W ostatnich dniach dość często słyszymy sygnały straży pożarnej. Kilka razy dziennie strażacy wyjeżdżają do pożarów traw. W większości przypadków winę ponosi człowiek.
W dniach 20 marca - 6 kwietnia na terenie powiatu doszło do 40 pożarów traw. Ma to związek z plusowymi temperaturami i dużym nasłonecznieniem. W większości przypadków pożary powodują ludzie, podczas porządków na działce. Wciąż popularne jest przekonanie, że spalenie suchej trawy w sposób naturalny użyźni glebę, spowoduje szybszy i bujniejszy odrost młodej trawy, a tym samym korzyści ekonomiczne. Często zapomina się o zagrożeniu i niebezpieczeństwie, zarówno dla środowiska naturalnego, jak dla zdrowia i mienia. Tak było np. w niedzielę przed południem w Podgaci w gminie Zabrodzie, gdzie pożar rozprzestrzenił się na obszar ok. 10 ha (na fot.). Spory pożar strażacy gasili również w poniedziałek w Leszczydole-Nowinach.
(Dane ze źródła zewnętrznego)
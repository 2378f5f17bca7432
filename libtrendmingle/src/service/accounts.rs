//! Account service
//!
//! Drives [`SocialAccount`] transitions around the asynchronous collaborator
//! call. The book lock is never held while the collaborator runs, so readers
//! observe `connecting`/`syncing` for the whole duration and other platforms
//! stay fully usable.

use chrono::Duration;
use futures::future::join_all;
use std::sync::Arc;
use tokio::sync::RwLock;

use crate::accounts::{AccountBook, Begin, SocialAccount, SyncOperation, Ticket};
use crate::clock::Clock;
use crate::error::{MingleError, PlatformError, Result};
use crate::service::events::{Event, EventBus};
use crate::store::RemoteStore;
use crate::sync::AccountSync;
use crate::types::Platform;

#[derive(Clone)]
pub struct AccountService {
    book: Arc<RwLock<AccountBook>>,
    sync: Arc<dyn AccountSync>,
    store: Arc<dyn RemoteStore>,
    clock: Arc<dyn Clock>,
    events: EventBus,
    auto_sync_interval: Option<Duration>,
}

impl AccountService {
    pub fn new(
        sync: Arc<dyn AccountSync>,
        store: Arc<dyn RemoteStore>,
        clock: Arc<dyn Clock>,
        events: EventBus,
        auto_sync_interval: Option<Duration>,
    ) -> Self {
        Self {
            book: Arc::new(RwLock::new(AccountBook::new())),
            sync,
            store,
            clock,
            events,
            auto_sync_interval,
        }
    }

    /// Overlay stored account records on the default book.
    pub async fn restore(&self) -> Result<()> {
        let stored = self.store.load_accounts().await?;
        tracing::debug!(count = stored.len(), "Restored accounts");
        *self.book.write().await = AccountBook::restore(stored);
        Ok(())
    }

    pub async fn get(&self, platform: Platform) -> SocialAccount {
        self.book.read().await.get(platform).clone()
    }

    /// All four accounts in platform order.
    pub async fn list(&self) -> Vec<SocialAccount> {
        self.book.read().await.iter().cloned().collect()
    }

    /// Change the handle of a disconnected account.
    pub async fn set_username(&self, platform: Platform, username: &str) -> Result<SocialAccount> {
        let mut book = self.book.write().await;
        let mut next = book.get(platform).clone();
        next.set_username(username)?;

        self.store.save_account(&next).await?;
        *book.get_mut(platform) = next.clone();
        Ok(next)
    }

    /// `disconnected → connecting → connected | disconnected`
    ///
    /// Calling this while the account is already pending or connected returns
    /// the current record without contacting the collaborator.
    pub async fn connect(&self, platform: Platform) -> Result<SocialAccount> {
        let (ticket, username) = {
            let mut book = self.book.write().await;
            let account = book.get_mut(platform);
            match account.begin_connect()? {
                Begin::Started(ticket) => {
                    self.announce(account);
                    (ticket, account.username().to_string())
                }
                Begin::AlreadyPending | Begin::AlreadyConnected => {
                    tracing::debug!(%platform, state = %account.state(), "Connect ignored");
                    return Ok(account.clone());
                }
            }
        };

        tracing::debug!(%platform, username = %username, "Connecting account");
        self.run(platform, SyncOperation::Connect, ticket, username)
            .await
    }

    /// `connected → syncing → connected`
    ///
    /// A failed sync keeps the connection and the previous stamp.
    pub async fn sync_now(&self, platform: Platform) -> Result<SocialAccount> {
        let (ticket, username) = {
            let mut book = self.book.write().await;
            let account = book.get_mut(platform);
            match account.begin_sync()? {
                Begin::Started(ticket) => {
                    self.announce(account);
                    (ticket, account.username().to_string())
                }
                Begin::AlreadyPending | Begin::AlreadyConnected => {
                    tracing::debug!(%platform, state = %account.state(), "Sync ignored");
                    return Ok(account.clone());
                }
            }
        };

        self.run(platform, SyncOperation::Sync, ticket, username)
            .await
    }

    /// `connected | syncing → disconnected`. A sync still in flight is discarded
    /// when it reports back.
    pub async fn disconnect(&self, platform: Platform) -> Result<SocialAccount> {
        let mut book = self.book.write().await;
        let mut next = book.get(platform).clone();
        next.disconnect()?;

        self.store.save_account(&next).await?;
        *book.get_mut(platform) = next.clone();
        self.announce(&next);
        tracing::info!(%platform, "Account disconnected");
        Ok(next)
    }

    /// Connected accounts whose last sync is at least one interval old.
    /// Empty when auto-sync is off.
    pub async fn due_for_sync(&self) -> Vec<Platform> {
        let Some(interval) = self.auto_sync_interval else {
            return Vec::new();
        };
        let now = self.clock.now();
        self.book
            .read()
            .await
            .iter()
            .filter(|account| account.is_due_for_sync(now, interval))
            .map(SocialAccount::platform)
            .collect()
    }

    /// Sync every due account concurrently.
    pub async fn sync_due(&self) -> Vec<(Platform, Result<SocialAccount>)> {
        let due = self.due_for_sync().await;
        if !due.is_empty() {
            tracing::info!(count = due.len(), "Running auto-sync");
        }
        let outcomes = join_all(due.iter().map(|&platform| self.sync_now(platform))).await;
        due.into_iter().zip(outcomes).collect()
    }

    /// Call the collaborator and settle the outcome on a spawned task, so the
    /// account leaves its pending state even if the caller stops waiting.
    async fn run(
        &self,
        platform: Platform,
        operation: SyncOperation,
        ticket: Ticket,
        username: String,
    ) -> Result<SocialAccount> {
        let service = self.clone();
        let task = tokio::spawn(async move {
            let outcome = match operation {
                SyncOperation::Connect => service.sync.connect(platform, &username).await,
                SyncOperation::Sync => service.sync.sync(platform, &username).await,
            };
            service.settle(platform, operation, ticket, outcome).await
        });

        match task.await {
            Ok(result) => result,
            Err(join_error) => {
                tracing::error!(%platform, %operation, error = %join_error, "Account task aborted");
                let aborted = PlatformError::Rejected(format!("{} task aborted: {}", operation, join_error));
                self.settle(platform, operation, ticket, Err(aborted)).await
            }
        }
    }

    async fn settle(
        &self,
        platform: Platform,
        operation: SyncOperation,
        ticket: Ticket,
        outcome: std::result::Result<(), PlatformError>,
    ) -> Result<SocialAccount> {
        let mut book = self.book.write().await;
        let account = book.get_mut(platform);

        let applied = match (&outcome, operation) {
            (Ok(()), SyncOperation::Connect) => account.complete_connect(ticket, self.clock.now()),
            (Ok(()), SyncOperation::Sync) => account.complete_sync(ticket, self.clock.now()),
            (Err(_), SyncOperation::Connect) => account.fail_connect(ticket),
            (Err(_), SyncOperation::Sync) => account.fail_sync(ticket),
        };
        let settled = account.clone();

        if !applied {
            tracing::debug!(%platform, %operation, "Discarding stale completion");
            return Ok(settled);
        }
        self.announce(&settled);

        match outcome {
            Ok(()) => {
                tracing::info!(%platform, %operation, last_synced_at = ?settled.last_synced_at(), "Account operation succeeded");
                // Store writes happen under the book lock, in commit order.
                self.store.save_account(&settled).await?;
                Ok(settled)
            }
            Err(source) => {
                drop(book);
                tracing::warn!(%platform, %operation, error = %source, "Account operation failed");
                self.events.emit(Event::AccountOperationFailed {
                    platform,
                    operation,
                    error: source.to_string(),
                });
                Err(MingleError::Sync {
                    platform,
                    operation,
                    source,
                })
            }
        }
    }

    fn announce(&self, account: &SocialAccount) {
        self.events.emit(Event::AccountStateChanged {
            platform: account.platform(),
            state: account.state(),
            last_synced_at: account.last_synced_at(),
        });
    }
}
Błahy pożar nieużytków może gwałtownie rozprzestrzenić się na tereny zamieszkałe lub obszary leśne.
- Bądźmy świadomi również tego, że pożary traw angażują znaczną liczbę sił i środków ratowniczych. Strażacy prowadzący działania gaśnicze na łąkach i nieużytkach, w tym samym czasie mogą być potrzebni do ratowania życia, zdrowia i mienia ludzkiego w innym miejscu. Może się zdarzyć, że przez lekkomyślność ludzi związaną z wypalaniem traw, nie dojadą z pomocą na czas tam, gdzie będą bardziej potrzebni - przestrzegają wyszkowscy strażacy.